Task brief:
The data should be restated word for word, in full.

Stored data:
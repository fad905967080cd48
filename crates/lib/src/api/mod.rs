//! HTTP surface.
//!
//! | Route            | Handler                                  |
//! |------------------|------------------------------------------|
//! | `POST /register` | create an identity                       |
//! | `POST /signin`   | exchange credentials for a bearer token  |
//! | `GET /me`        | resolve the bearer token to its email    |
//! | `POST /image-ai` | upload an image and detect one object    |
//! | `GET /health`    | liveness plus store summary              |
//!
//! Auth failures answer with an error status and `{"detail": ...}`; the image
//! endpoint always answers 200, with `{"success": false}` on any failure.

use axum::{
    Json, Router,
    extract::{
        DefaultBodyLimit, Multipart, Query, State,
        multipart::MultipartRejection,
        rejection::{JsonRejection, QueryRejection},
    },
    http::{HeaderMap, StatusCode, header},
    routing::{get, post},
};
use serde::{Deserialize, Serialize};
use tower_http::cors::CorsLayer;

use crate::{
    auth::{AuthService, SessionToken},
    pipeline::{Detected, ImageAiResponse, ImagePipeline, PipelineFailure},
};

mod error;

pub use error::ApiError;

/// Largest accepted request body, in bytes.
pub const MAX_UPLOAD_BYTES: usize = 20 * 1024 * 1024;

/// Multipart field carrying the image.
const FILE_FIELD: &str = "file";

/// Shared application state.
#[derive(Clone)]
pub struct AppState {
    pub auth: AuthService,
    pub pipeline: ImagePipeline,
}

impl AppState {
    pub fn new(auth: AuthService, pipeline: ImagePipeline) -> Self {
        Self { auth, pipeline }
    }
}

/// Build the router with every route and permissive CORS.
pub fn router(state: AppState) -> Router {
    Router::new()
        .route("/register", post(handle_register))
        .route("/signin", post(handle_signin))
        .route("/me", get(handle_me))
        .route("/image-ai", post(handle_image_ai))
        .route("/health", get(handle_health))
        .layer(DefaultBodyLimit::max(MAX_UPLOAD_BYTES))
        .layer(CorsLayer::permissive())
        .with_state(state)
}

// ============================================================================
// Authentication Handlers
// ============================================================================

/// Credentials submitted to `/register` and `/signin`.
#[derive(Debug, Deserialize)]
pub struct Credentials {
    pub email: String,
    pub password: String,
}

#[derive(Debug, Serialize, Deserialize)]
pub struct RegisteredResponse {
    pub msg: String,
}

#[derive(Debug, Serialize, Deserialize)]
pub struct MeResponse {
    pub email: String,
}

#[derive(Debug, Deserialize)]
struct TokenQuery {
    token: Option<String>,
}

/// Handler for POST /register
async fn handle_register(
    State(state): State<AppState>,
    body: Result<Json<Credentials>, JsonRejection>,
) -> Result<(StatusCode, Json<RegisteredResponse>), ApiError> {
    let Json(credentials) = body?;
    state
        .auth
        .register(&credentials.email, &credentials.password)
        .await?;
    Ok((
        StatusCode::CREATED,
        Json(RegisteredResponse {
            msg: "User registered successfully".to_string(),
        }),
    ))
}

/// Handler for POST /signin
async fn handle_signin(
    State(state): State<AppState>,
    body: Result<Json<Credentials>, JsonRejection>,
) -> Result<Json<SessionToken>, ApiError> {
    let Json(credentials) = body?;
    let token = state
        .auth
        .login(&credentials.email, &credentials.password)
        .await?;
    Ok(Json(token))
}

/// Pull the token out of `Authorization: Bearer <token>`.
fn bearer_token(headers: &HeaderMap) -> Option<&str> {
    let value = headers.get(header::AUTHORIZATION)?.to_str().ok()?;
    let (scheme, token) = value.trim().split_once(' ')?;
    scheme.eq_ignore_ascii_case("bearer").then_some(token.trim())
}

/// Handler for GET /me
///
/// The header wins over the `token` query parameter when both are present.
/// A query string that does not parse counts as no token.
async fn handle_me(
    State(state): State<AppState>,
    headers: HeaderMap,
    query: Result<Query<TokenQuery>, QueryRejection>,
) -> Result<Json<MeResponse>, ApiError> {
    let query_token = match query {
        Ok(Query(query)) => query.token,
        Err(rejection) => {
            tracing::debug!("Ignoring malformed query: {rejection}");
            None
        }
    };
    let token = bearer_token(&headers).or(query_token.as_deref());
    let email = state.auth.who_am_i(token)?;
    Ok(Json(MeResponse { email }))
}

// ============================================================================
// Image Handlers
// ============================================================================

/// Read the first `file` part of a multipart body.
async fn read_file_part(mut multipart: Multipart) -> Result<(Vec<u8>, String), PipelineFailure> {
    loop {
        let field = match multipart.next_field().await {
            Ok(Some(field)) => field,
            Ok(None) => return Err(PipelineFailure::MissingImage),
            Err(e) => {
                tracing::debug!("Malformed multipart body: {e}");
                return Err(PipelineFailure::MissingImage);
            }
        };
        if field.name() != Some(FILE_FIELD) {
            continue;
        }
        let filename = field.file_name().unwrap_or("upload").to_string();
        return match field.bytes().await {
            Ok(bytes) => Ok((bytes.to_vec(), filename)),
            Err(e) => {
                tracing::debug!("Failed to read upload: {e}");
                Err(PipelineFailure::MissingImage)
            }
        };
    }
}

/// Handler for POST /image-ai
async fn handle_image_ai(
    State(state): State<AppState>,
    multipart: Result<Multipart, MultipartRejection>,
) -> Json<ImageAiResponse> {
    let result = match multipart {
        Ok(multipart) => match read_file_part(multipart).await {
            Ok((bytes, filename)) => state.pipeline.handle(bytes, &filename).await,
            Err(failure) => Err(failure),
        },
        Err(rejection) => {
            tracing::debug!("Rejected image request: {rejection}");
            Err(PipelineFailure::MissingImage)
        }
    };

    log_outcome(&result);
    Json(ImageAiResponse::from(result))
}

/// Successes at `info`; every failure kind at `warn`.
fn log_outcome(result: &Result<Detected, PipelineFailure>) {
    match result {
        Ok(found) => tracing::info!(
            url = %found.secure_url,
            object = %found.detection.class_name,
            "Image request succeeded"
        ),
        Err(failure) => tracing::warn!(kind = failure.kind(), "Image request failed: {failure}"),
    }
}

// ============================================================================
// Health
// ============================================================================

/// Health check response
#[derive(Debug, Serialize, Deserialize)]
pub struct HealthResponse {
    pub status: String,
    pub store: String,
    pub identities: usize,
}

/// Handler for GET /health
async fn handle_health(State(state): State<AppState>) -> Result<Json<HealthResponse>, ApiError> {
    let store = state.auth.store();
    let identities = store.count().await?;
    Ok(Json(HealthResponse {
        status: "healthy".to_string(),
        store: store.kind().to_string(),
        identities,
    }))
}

Task answer:
repository fad905967080cd48
filename crates/lib/src/api/mod.rs
//! HTTP surface.
//!
//! | Route            | Handler                                  |
//! |------------------|------------------------------------------|
//! | `POST /register` | create an identity                       |
//! | `POST /signin`   | exchange credentials for a bearer token  |
//! | `GET /me`        | resolve the bearer token to its email    |
//! | `POST /image-ai` | upload an image and detect one object    |
//! | `GET /health`    | liveness plus store summary              |
//!
//! Auth failures answer with an error status and `{"detail": ...}`; the image
//! endpoint always answers 200, with `{"success": false}` on any failure.

use axum::{
    Json, Router,
    extract::{
        DefaultBodyLimit, Multipart, Query, State,
        multipart::MultipartRejection,
        rejection::{JsonRejection, QueryRejection},
    },
    http::{HeaderMap, StatusCode, header},
    routing::{get, post},
};
use serde::{Deserialize, Serialize};
use tower_http::cors::CorsLayer;

use crate::{
    auth::{AuthService, SessionToken},
    pipeline::{Detected, ImageAiResponse, ImagePipeline, PipelineFailure},
};

mod error;

pub use error::ApiError;

/// Largest accepted request body, in bytes.
pub const MAX_UPLOAD_BYTES: usize = 20 * 1024 * 1024;

/// Multipart field carrying the image.
const FILE_FIELD: &str = "file";

/// Shared application state.
#[derive(Clone)]
pub struct AppState {
    pub auth: AuthService,
    pub pipeline: ImagePipeline,
}

impl AppState {
    pub fn new(auth: AuthService, pipeline: ImagePipeline) -> Self {
        Self { auth, pipeline }
    }
}

/// Build the router with every route and permissive CORS.
pub fn router(state: AppState) -> Router {
    Router::new()
        .route("/register", post(handle_register))
        .route("/signin", post(handle_signin))
        .route("/me", get(handle_me))
        .route("/image-ai", post(handle_image_ai))
        .route("/health", get(handle_health))
        .layer(DefaultBodyLimit::max(MAX_UPLOAD_BYTES))
        .layer(CorsLayer::permissive())
        .with_state(state)
}

// ============================================================================
// Authentication Handlers
// ============================================================================

/// Credentials submitted to `/register` and `/signin`.
#[derive(Debug, Deserialize)]
pub struct Credentials {
    pub email: String,
    pub password: String,
}

#[derive(Debug, Serialize, Deserialize)]
pub struct RegisteredResponse {
    pub msg: String,
}

#[derive(Debug, Serialize, Deserialize)]
pub struct MeResponse {
    pub email: String,
}

#[derive(Debug, Deserialize)]
struct TokenQuery {
    token: Option<String>,
}

/// Handler for POST /register
async fn handle_register(
    State(state): State<AppState>,
    body: Result<Json<Credentials>, JsonRejection>,
) -> Result<(StatusCode, Json<RegisteredResponse>), ApiError> {
    let Json(credentials) = body?;
    state
        .auth
        .register(&credentials.email, &credentials.password)
        .await?;
    Ok((
        StatusCode::CREATED,
        Json(RegisteredResponse {
            msg: "User registered successfully".to_string(),
        }),
    ))
}

/// Handler for POST /signin
async fn handle_signin(
    State(state): State<AppState>,
    body: Result<Json<Credentials>, JsonRejection>,
) -> Result<Json<SessionToken>, ApiError> {
    let Json(credentials) = body?;
    let token = state
        .auth
        .login(&credentials.email, &credentials.password)
        .await?;
    Ok(Json(token))
}

/// Pull the token out of `Authorization: Bearer <token>`.
fn bearer_token(headers: &HeaderMap) -> Option<&str> {
    let value = headers.get(header::AUTHORIZATION)?.to_str().ok()?;
    let (scheme, token) = value.trim().split_once(' ')?;
    scheme.eq_ignore_ascii_case("bearer").then_some(token.trim())
}

/// Handler for GET /me
///
/// The header wins over the `token` query parameter when both are present.
/// A query string that does not parse counts as no token.
async fn handle_me(
    State(state): State<AppState>,
    headers: HeaderMap,
    query: Result<Query<TokenQuery>, QueryRejection>,
) -> Result<Json<MeResponse>, ApiError> {
    let query_token = match query {
        Ok(Query(query)) => query.token,
        Err(rejection) => {
            tracing::debug!("Ignoring malformed query: {rejection}");
            None
        }
    };
    let token = bearer_token(&headers).or(query_token.as_deref());
    let email = state.auth.who_am_i(token)?;
    Ok(Json(MeResponse { email }))
}

// ============================================================================
// Image Handlers
// ============================================================================

/// Read the first `file` part of a multipart body.
async fn read_file_part(mut multipart: Multipart) -> Result<(Vec<u8>, String), PipelineFailure> {
    loop {
        let field = match multipart.next_field().await {
            Ok(Some(field)) => field,
            Ok(None) => return Err(PipelineFailure::MissingImage),
            Err(e) => {
                tracing::debug!("Malformed multipart body: {e}");
                return Err(PipelineFailure::MissingImage);
            }
        };
        if field.name() != Some(FILE_FIELD) {
            continue;
        }
        let filename = field.file_name().unwrap_or("upload").to_string();
        return match field.bytes().await {
            Ok(bytes) => Ok((bytes.to_vec(), filename)),
            Err(e) => {
                tracing::debug!("Failed to read upload: {e}");
                Err(PipelineFailure::MissingImage)
            }
        };
    }
}

/// Handler for POST /image-ai
async fn handle_image_ai(
    State(state): State<AppState>,
    multipart: Result<Multipart, MultipartRejection>,
) -> Json<ImageAiResponse> {
    let result = match multipart {
        Ok(multipart) => match read_file_part(multipart).await {
            Ok((bytes, filename)) => state.pipeline.handle(bytes, &filename).await,
            Err(failure) => Err(failure),
        },
        Err(rejection) => {
            tracing::debug!("Rejected image request: {rejection}");
            Err(PipelineFailure::MissingImage)
        }
    };

    log_outcome(&result);
    Json(ImageAiResponse::from(result))
}

/// Successes at `info`; every failure kind at `warn`.
fn log_outcome(result: &Result<Detected, PipelineFailure>) {
    match result {
        Ok(found) => tracing::info!(
            url = %found.secure_url,
            object = %found.detection.class_name,
            "Image request succeeded"
        ),
        Err(failure) => tracing::warn!(kind = failure.kind(), "Image request failed: {failure}"),
    }
}

// ============================================================================
// Health
// ============================================================================

/// Health check response
#[derive(Debug, Serialize, Deserialize)]
pub struct HealthResponse {
    pub status: String,
    pub store: String,
    pub identities: usize,
}

/// Handler for GET /health
async fn handle_health(State(state): State<AppState>) -> Result<Json<HealthResponse>, ApiError> {
    let store = state.auth.store();
    let identities = store.count().await?;
    Ok(Json(HealthResponse {
        status: "healthy".to_string(),
        store: store.kind().to_string(),
        identities,
    }))
}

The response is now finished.